FRANCE
Web: https://yuyo.surf/
Contact: romain@yuyo.surf
Localisation: Montpellier, France
Secteur: Fin de Vie, Manufacture et Transformation
Date de création: Octobre 2018
Date de rencontre: Juillet 2020
Maturité du projet: réçent
Des planches de surf écologiques imprimées en 3D à partir de plastique recyclé.
Surfeur passionné depuis son plus jeune âge, Romain Paul s’est vu faire face au “paradoxe du surfer”: il réside une contradiction majeure qui oppose les convictions environnementales des pratiquants de ce sport à la toxicité du matériel qu’ils utilisent. Après avoir travaillé plusieurs années chez Exaprint, et donc avoir assisté à l’essor commercial de l’impression 3D, mûrit l’idée en lui de concevoir des planches de surf d’une manière éco-responsable grâce à cette machine, afin de proposer une alternative plus écologique.

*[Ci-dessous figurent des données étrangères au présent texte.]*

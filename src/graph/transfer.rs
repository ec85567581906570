//! Item transfer: the data plane of the graph.
//!
//! Transfers are asymmetric by design. A *push* travels from an
//! ActiveOutput into a PassiveInput: [`Graph::send`] enqueues into the
//! peer's queue and signals the receiving module. A *pull* travels from an
//! ActiveInput against a PassiveOutput: [`Graph::read`] signals the
//! providing module, which answers by writing into the requesting input's
//! queue. Exactly one side of any connection drives the timing; the other
//! reacts — which is why `connect` rejects active/active and
//! passive/passive pairs.

use crate::Item;
use crate::connector::{ConnectorId, ConnectorKind};
use crate::error::contract_violation;
use crate::graph::Graph;
use crate::queueing::{Decision, QueueingEvent};
use tracing::trace;

impl<T: Item> Graph<T> {
  /// Sends an item out of an output connector into the connected input's
  /// queue.
  ///
  /// On an active output this is the module-driven "emit"; on a passive
  /// output it is the answer given from inside an `on_request` handler.
  /// Items pushed into a throttled passive input are buffered silently and
  /// signaled once the input unthrottles.
  ///
  /// # Panics
  ///
  /// Panics if `output` is not an output connector or has no peer —
  /// correct throttle observance makes both unreachable.
  pub fn send(&mut self, output: ConnectorId, item: T) {
    let conn = self.conn(output);
    if !conn.kind.is_output() {
      contract_violation("send() on an input connector");
    }
    let Some(peer) = conn.peer else {
      contract_violation("send() on an unconnected output");
    };
    trace!(
      connector = %self.connector_path(output),
      item = ?item,
      "item out"
    );
    self.input_enqueue(peer, item);
  }

  /// Takes the next item from an input connector.
  ///
  /// On a passive input this dequeues a buffered item. On an active input
  /// with an empty queue, the connected passive output's module is
  /// signaled first and the item it provides is returned. `None` means the
  /// connected module provided nothing — with correct throttle observance
  /// that only happens when the caller ignored the connector's state.
  pub fn read(&mut self, input: ConnectorId) -> Option<T> {
    let conn = self.conn(input);
    if !conn.kind.is_input() {
      contract_violation("read() on an output connector");
    }
    if conn.queue.is_empty() && conn.kind == ConnectorKind::ActiveInput {
      self.pull(input);
    }
    let item = self.conn_mut(input).queue.pop_front();
    if item.is_some() {
      trace!(connector = %self.connector_path(input), item = ?item, "item in");
      if self.conn(input).kind == ConnectorKind::PassiveInput {
        self.qdisc_update(input, QueueingEvent::Dequeue);
      }
    }
    item
  }

  /// Requests more items on an active input without dequeuing any — the
  /// provided items land in the input's queue for later [`read`]s.
  ///
  /// [`read`]: Self::read
  ///
  /// # Panics
  ///
  /// Panics if `input` is not an active input or is unconnected.
  pub fn request(&mut self, input: ConnectorId) {
    if self.conn(input).kind != ConnectorKind::ActiveInput {
      contract_violation("request() on a connector that is not an active input");
    }
    self.pull(input);
  }

  /// Signals the passive output peered with `input`, unless it is
  /// throttled.
  fn pull(&mut self, input: ConnectorId) {
    let Some(peer) = self.conn(input).peer else {
      contract_violation("pull on an unconnected active input");
    };
    self.passive_emit(peer);
  }

  /// Appends an item to an input's queue and runs the input's arrival
  /// behaviour: passive inputs signal their module (unless throttled) and
  /// consult their queueing discipline; active inputs just buffer.
  fn input_enqueue(&mut self, input: ConnectorId, item: T) {
    let conn = self.conn_mut(input);
    debug_assert!(conn.kind.is_input());
    conn.queue.push_back(item);
    if conn.kind == ConnectorKind::PassiveInput {
      self.passive_emit(input);
      self.qdisc_update(input, QueueingEvent::Enqueue);
    }
  }

  /// Reports a queue length change to the input's discipline and applies
  /// its decision through the ordinary throttle machinery.
  fn qdisc_update(&mut self, input: ConnectorId, event: QueueingEvent) {
    let conn = self.conn_mut(input);
    let size = conn.queue.len();
    let Some(qdisc) = conn.qdisc.as_mut() else {
      return;
    };
    match qdisc.update(size, event) {
      Some(Decision::Throttle) => self.passive_set_native(input, true),
      Some(Decision::Unthrottle) => self.passive_set_native(input, false),
      None => {}
    }
  }
}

Pendant 2 ans, Romain et ses trois associés font des recherches afin de mettre au point ce produit et se lancent en 2018 dans l’aventure Yuyo. Ils effectuent leur lancement commercial l’été 2019 suite à une campagne de crowdfunding qui permet de financer les premières séries de fabrication. Cette même campagne leur a par ailleurs permis d’être bien médiatisés. Les 4 associés ont des rôles complémentaires au sein de l’équipe, avec Romain notamment en gestion de production, ou Thibault, chargé de gérer la marketplace. Ces derniers vendent effectivement des produits liés au surf comme de la wax naturelle, des pads antidérapants en liège ou de la crème solaire en parallèle de leurs planches. C’est une activité de négoce et de revente de produits éco-responsables, cohérents avec leurs propres valeurs. Connaissant bien les fournisseurs, et familiers avec leurs démarches qu’ils savent respectueuses de l’environnement, ils sont assurés de l’éco-responsabilité de la totalité de leurs activités au sein de Yuyo.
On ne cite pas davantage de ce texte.